[<prev] [next>] [<thread-prev] [thread-next>] [day] [month] [year] [list]
Message-ID: <20240807111754.2148d27e@p-imbrenda.boeblingen.de.ibm.com>
Date: Wed, 7 Aug 2024 11:17:54 +0200
From: Claudio Imbrenda <imbrenda@...ux.ibm.com>
To: David Hildenbrand <david@...hat.com>
Cc: linux-kernel@...r.kernel.org, linux-mm@...ck.org,
linux-doc@...r.kernel.org, kvm@...r.kernel.org,
linux-s390@...r.kernel.org, linux-fsdevel@...r.kernel.org,
Andrew Morton <akpm@...ux-foundation.org>,
"Matthew Wilcox (Oracle)" <willy@...radead.org>,
Jonathan Corbet
<corbet@....net>,
Christian Borntraeger <borntraeger@...ux.ibm.com>,
Janosch Frank <frankja@...ux.ibm.com>,
Heiko Carstens <hca@...ux.ibm.com>, Vasily Gorbik <gor@...ux.ibm.com>,
Alexander Gordeev
<agordeev@...ux.ibm.com>,
Sven Schnelle <svens@...ux.ibm.com>,
Gerald
Schaefer <gerald.schaefer@...ux.ibm.com>
Subject: Re: [PATCH v1 02/11] mm/pagewalk: introduce folio_walk_start() +
folio_walk_end()
On Fri, 2 Aug 2024 17:55:15 +0200
David Hildenbrand <david@...hat.com> wrote:
> We want to get rid of follow_page(), and have a more reasonable way to
> just lookup a folio mapped at a certain address, perform some checks while
> still under PTL, and then only conditionally grab a folio reference if
> really required.
>
> Further, we might want to get rid of some walk_page_range*() users that
> really only want to temporarily lookup a single folio at a single address.
>
> So let's add a new page table walker that does exactly that, similarly
> to GUP also being able to walk hugetlb VMAs.
>
> Add folio_walk_end() as a macro for now: the compiler is not easy to
> please with the pte_unmap()->kunmap_local().
>
> Note that one difference between follow_page() and get_user_pages(1) is
> that follow_page() will not trigger faults to get something mapped.
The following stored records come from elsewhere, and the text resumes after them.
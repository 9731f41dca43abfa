// -*- coding: utf-8 -*-
// SPDX-License-Identifier: Apache-2.0 OR MIT

#![allow(unused_unsafe)]

use crate::{
    hw::{F_CPU, mcu, reset_system},
    tasks::TICK,
};
use afrsys::{
    CriticalSection, MutexCell, MutexOnce, TickTimer,
    clock::{Prescaler, timer8_reload},
};
use avr_context::IrqCtx;

// TIMSK, TIFR
const TOIE0: u8 = 1 << 0;
const TOV0: u8 = 1 << 0;

const TIMER0_PRESCALER: Prescaler = Prescaler::Div8;

static TC0: MutexOnce<mcu::TC0> = MutexOnce::new();
static TC0_RELOAD: MutexCell<u8> = MutexCell::new(0);

/// Clock select bits of the timer control registers.
const fn cs_bits(prescaler: Prescaler) -> u8 {
    match prescaler {
        Prescaler::Div1 => 1,
        Prescaler::Div8 => 2,
        Prescaler::Div64 => 3,
        Prescaler::Div256 => 4,
        Prescaler::Div1024 => 5,
    }
}

/// Hand timer 0 over to the tick driver.
pub fn init(cs: CriticalSection<'_>, tc0: mcu::TC0) {
    // SAFETY: Stop the timer. All bit patterns are valid for TCCR0.
    tc0.tccr0().write(|w| unsafe { w.bits(0) });
    if TC0.set(cs, tc0).is_err() {
        reset_system();
    }
}

/// Timer 0 as overflow interrupt source for the system tick.
pub struct Timer0;

impl TickTimer for Timer0 {
    fn start_periodic(&self, cs: CriticalSection<'_>, period_us: u32) {
        let Ok(reload) = timer8_reload(F_CPU, TIMER0_PRESCALER, period_us) else {
            reset_system();
        };
        let Some(tc0) = TC0.get(cs) else {
            reset_system();
        };
        TC0_RELOAD.set(cs, reload);

        // SAFETY: All bit patterns are valid for TCCR0 and TCNT0.
        tc0.tccr0().write(|w| unsafe { w.bits(0) });
        // SAFETY: See above.
        tc0.tcnt0().write(|w| unsafe { w.bits(reload) });
        // SAFETY: Writing TOV0 clears a pending overflow. Other flags are not touched.
        tc0.tifr().write(|w| unsafe { w.bits(TOV0) });
        // SAFETY: TIMSK is shared between the timers. Only TOIE0 is changed.
        tc0.timsk().modify(|r, w| unsafe { w.bits(r.bits() | TOIE0) });
        // SAFETY: Start the timer.
        tc0.tccr0()
            .write(|w| unsafe { w.bits(cs_bits(TIMER0_PRESCALER)) });
    }
}

pub fn irq_handler_timer0_ovf(c: &IrqCtx<'_>) {
    let cs = c.cs();
    if let Some(tc0) = TC0.get(cs) {
        // Keep the counts that passed since the overflow.
        let elapsed = tc0.tcnt0().read().bits();
        let reload = TC0_RELOAD.get(cs).wrapping_add(elapsed);
        // SAFETY: All bit patterns are valid for TCNT0.
        tc0.tcnt0().write(|w| unsafe { w.bits(reload) });
    }
    TICK.timer_expired(cs);
}

const TIMER1_PRESCALER: Prescaler = Prescaler::Div1024;

/// Timer 1 as 8 bit fast PWM on OC1A (PB1) and OC1B (PB2).
pub struct Pwm {
    tc1: mcu::TC1,
}

impl Pwm {
    /// Non-inverting output on both channels. Starts with duty 0.
    #[rustfmt::skip]
    pub fn new(tc1: mcu::TC1) -> Self {
        tc1.ocr1a().write(|w| w.set(0));
        tc1.ocr1b().write(|w| w.set(0));
        tc1.tccr1a().write(|w| {
            w.com1a().match_clear()
             .com1b().match_clear()
             .wgm1().set(1)
        });
        let pwm = Self { tc1 };
        pwm.on();
        pwm
    }

    /// Start the timer clock.
    pub fn on(&self) {
        // WGM13:12 = 01 -> fast PWM 8 bit together with WGM11:10 = 01.
        // SAFETY: All bit patterns are valid for TCCR1B.
        self.tc1.tccr1b().write(|w| unsafe {
            w.bits((1 << 3) | cs_bits(TIMER1_PRESCALER))
        });
    }

    /// Stop the timer clock. The outputs hold their level.
    pub fn off(&self) {
        // SAFETY: All bit patterns are valid for TCCR1B.
        self.tc1.tccr1b().write(|w| unsafe { w.bits(1 << 3) });
    }

    pub fn set_duty_a(&self, duty: u8) {
        self.tc1.ocr1a().write(|w| w.set(duty.into()));
    }

    pub fn set_duty_b(&self, duty: u8) {
        self.tc1.ocr1b().write(|w| w.set(duty.into()));
    }
}

// vim: ts=4 sw=4 expandtab
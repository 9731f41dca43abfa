// -*- coding: utf-8 -*-
// SPDX-License-Identifier: Apache-2.0 OR MIT

pub use avr_device::{
    atmega8::{self as mcu, Peripherals},
    interrupt,
};

use crate::{timer::irq_handler_timer0_ovf, uart::irq_handler_usart_rxc};
use afrsys::GlobalIrq;

/// CPU clock frequency.
pub const F_CPU: u32 = 1_000_000;

/// I/O address of the status register.
const SREG: u8 = 0x3F;
/// Global interrupt enable flag in SREG.
const SREG_I: u8 = 1 << 7;

avr_context::define_isr! {
    device: atmega8,
    interrupt: TIMER0_OVF,
    isr: irq_handler_timer0_ovf,
}

avr_context::define_isr! {
    device: atmega8,
    interrupt: USART_RXC,
    isr: irq_handler_usart_rxc,
}

/// The I flag of SREG.
pub struct Sreg;

impl GlobalIrq for Sreg {
    #[inline(always)]
    fn disable(&self) -> bool {
        let sreg: u8;
        // SAFETY: Reads SREG and clears the I flag.
        //         The asm block is a compiler memory barrier.
        unsafe {
            core::arch::asm!(
                "in {sreg}, {SREG}",
                "cli",
                sreg = out(reg) sreg,
                SREG = const SREG,
                options(nostack)
            );
        }
        sreg & SREG_I != 0
    }

    #[inline(always)]
    unsafe fn enable(&self) {
        // SAFETY: The caller upholds the contract of GlobalIrq::enable.
        unsafe { avr_device::interrupt::enable() };
    }
}

/// Cheaper Option::unwrap() alternative.
///
/// This is cheaper, because it doesn't call into the panic unwind path.
#[inline(always)]
pub fn unwrap_option<T>(value: Option<T>) -> T {
    match value {
        Some(value) => value,
        None => reset_system(),
    }
}

/// Reset the system.
#[inline(always)]
#[allow(clippy::empty_loop)]
pub fn reset_system() -> ! {
    loop {
        // Wait for the watchdog timer to trigger and reset the system.
        // No interrupt pokes the watchdog.
    }
}

#[inline(always)]
#[panic_handler]
fn panic(_: &core::panic::PanicInfo) -> ! {
    reset_system();
}

// vim: ts=4 sw=4 expandtab
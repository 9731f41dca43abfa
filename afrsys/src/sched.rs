// -*- coding: utf-8 -*-
// SPDX-License-Identifier: Apache-2.0 OR MIT

//! Periodic task dispatch.
//!
//! A [Dispatcher] owns a static [TaskTable] and runs each task whenever the
//! tick count is a multiple of the task's [Period]. Tasks run in interrupt
//! context, in table order, one after the other. A task that runs for longer
//! than a tick delays all following ticks.

use crate::{
    CriticalSection,
    cell::MutexCell,
    error::ConfigError,
    tick::{TickHandler, TickSource, TickTimer, Ticks},
};
use core::num::NonZeroU32;

/// Task period in ticks. Never zero.
#[derive(Copy, Clone, PartialEq, Eq, Debug)]
pub struct Period(NonZeroU32);

impl Period {
    pub const fn new(ticks: u32) -> Result<Self, ConfigError> {
        match NonZeroU32::new(ticks) {
            Some(ticks) => Ok(Self(ticks)),
            None => Err(ConfigError::ZeroPeriod),
        }
    }

    /// Period from milliseconds.
    ///
    /// Fails const evaluation, if the period is zero.
    pub const fn from_millis(ms: u32) -> Self {
        match Self::new(Ticks::from_millis(ms).count()) {
            Ok(period) => period,
            Err(e) => e.const_panic(),
        }
    }

    #[inline]
    pub const fn ticks(self) -> u32 {
        self.0.get()
    }
}

/// One periodic job.
#[derive(Copy, Clone)]
pub struct Task<'a> {
    period: Period,
    action: &'a (dyn Fn() + Sync),
}

impl<'a> Task<'a> {
    pub const fn new(period: Period, action: &'a (dyn Fn() + Sync)) -> Self {
        Self { period, action }
    }

    #[inline]
    pub const fn period(&self) -> Period {
        self.period
    }
}

const fn gcd(mut a: u32, mut b: u32) -> u32 {
    while b != 0 {
        let t = a % b;
        a = b;
        b = t;
    }
    a
}

/// Fixed set of tasks, in execution order.
#[derive(Copy, Clone)]
pub struct TaskTable<'a> {
    tasks: &'a [Task<'a>],
    hyperperiod: u32,
}

impl<'a> TaskTable<'a> {
    /// Build a task table.
    ///
    /// The least common multiple of all task periods must fit into `u32`.
    pub const fn new(tasks: &'a [Task<'a>]) -> Result<Self, ConfigError> {
        let mut hyperperiod: u32 = 1;
        let mut i = 0;
        while i < tasks.len() {
            let period = tasks[i].period.ticks();
            let lcm = (hyperperiod / gcd(hyperperiod, period)) as u64 * period as u64;
            if lcm > u32::MAX as u64 {
                return Err(ConfigError::HyperperiodOverflow);
            }
            hyperperiod = lcm as u32;
            i += 1;
        }
        Ok(Self { tasks, hyperperiod })
    }

    /// Build a task table in const context.
    ///
    /// Fails const evaluation on an invalid table.
    pub const fn checked(tasks: &'a [Task<'a>]) -> Self {
        match Self::new(tasks) {
            Ok(table) => table,
            Err(e) => e.const_panic(),
        }
    }

    #[inline]
    pub const fn tasks(&self) -> &'a [Task<'a>] {
        self.tasks
    }

    /// Least common multiple of all periods.
    /// After this many ticks the schedule repeats.
    #[inline]
    pub const fn hyperperiod(&self) -> u32 {
        self.hyperperiod
    }
}

/// Runs the tasks of a [TaskTable] from a [TickSource].
pub struct Dispatcher<'a> {
    table: TaskTable<'a>,
    /// Unwrapped tick count modulo the hyperperiod.
    phase: MutexCell<u32>,
    last: MutexCell<Ticks>,
    armed: MutexCell<bool>,
}

impl<'a> Dispatcher<'a> {
    pub const fn new(table: TaskTable<'a>) -> Self {
        Self {
            table,
            phase: MutexCell::new(0),
            last: MutexCell::new(Ticks::new()),
            armed: MutexCell::new(false),
        }
    }

    #[inline]
    pub const fn table(&self) -> &TaskTable<'a> {
        &self.table
    }

    /// Start the tick source and attach to it.
    ///
    /// The first task activations happen on tick 1.
    pub fn init<'h, T: TickTimer>(
        &'h self,
        cs: CriticalSection<'_>,
        source: &TickSource<'h>,
        timer: &T,
    ) where
        'a: 'h,
    {
        source.init(cs, timer);
        self.phase.set(cs, 0);
        self.last.set(cs, source.elapsed(cs));
        self.armed.set(cs, true);
        source.attach(cs, self);
    }

    /// Detach from the tick source. No task runs afterwards.
    pub fn teardown(&self, cs: CriticalSection<'_>, source: &TickSource<'_>) {
        source.detach(cs);
        self.armed.set(cs, false);
    }

    pub fn is_armed(&self, cs: CriticalSection<'_>) -> bool {
        self.armed.get(cs)
    }
}

impl TickHandler for Dispatcher<'_> {
    fn on_tick(&self, cs: CriticalSection<'_>, now: Ticks) {
        if !self.armed.get(cs) {
            return;
        }

        let last = self.last.replace(cs, now);
        let delta = now.count().wrapping_sub(last.count());
        let phase = (self.phase.get(cs) as u64 + delta as u64) % self.table.hyperperiod as u64;
        let phase = phase as u32;
        self.phase.set(cs, phase);

        for task in self.table.tasks {
            if phase % task.period.ticks() == 0 {
                (task.action)();
            }
        }
    }
}


// vim: ts=4 sw=4 expandtab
So
> folio_walk is at least currently not a replacement for get_user_pages(1),
> but could likely be extended/reused to achieve something similar in the
> future.
[...]
> +struct folio *folio_walk_start(struct folio_walk *fw,
> + struct vm_area_struct *vma, unsigned long addr,
> + folio_walk_flags_t flags)
> +{
> + unsigned long entry_size;
> + bool expose_page = true;
> + struct page *page;
> + pud_t *pudp, pud;
> + pmd_t *pmdp, pmd;
> + pte_t *ptep, pte;
> + spinlock_t *ptl;
> + pgd_t *pgdp;
> + p4d_t *p4dp;
> +
> + mmap_assert_locked(vma->vm_mm);
> + vma_pgtable_walk_begin(vma);
> +
> + if (WARN_ON_ONCE(addr < vma->vm_start || addr >= vma->vm_end))
> + goto not_found;
> +
> + pgdp = pgd_offset(vma->vm_mm, addr);
> + if (pgd_none_or_clear_bad(pgdp))
> + goto not_found;
> +
> + p4dp = p4d_offset(pgdp, addr);
> + if (p4d_none_or_clear_bad(p4dp))
> + goto not_found;
> +
> + pudp = pud_offset(p4dp, addr);
> + pud = pudp_get(pudp);
> + if (pud_none(pud))
> + goto not_found;
> + if (IS_ENABLED(CONFIG_PGTABLE_HAS_HUGE_LEAVES) && pud_leaf(pud)) {
> + ptl = pud_lock(vma->vm_mm, pudp);
> + pud = pudp_get(pudp);
> +
> + entry_size = PUD_SIZE;
> + fw->level = FW_LEVEL_PUD;
> + fw->pudp = pudp;
> + fw->pud = pud;
> +
> + if (!pud_present(pud) || pud_devmap(pud)) {
> + spin_unlock(ptl);
> + goto not_found;
> + } else if (!pud_leaf(pud)) {
> + spin_unlock(ptl);
> + goto pmd_table;
> + }
> + /*
> + * TODO: vm_normal_page_pud() will be handy once we want to
> + * support PUD mappings in VM_PFNMAP|VM_MIXEDMAP VMAs.
> + */
> + page = pud_page(pud);
> + goto found;
> + }
> +
> +pmd_table:
> + VM_WARN_ON_ONCE(pud_leaf(*pudp));
is this warning necessary? can this actually happen?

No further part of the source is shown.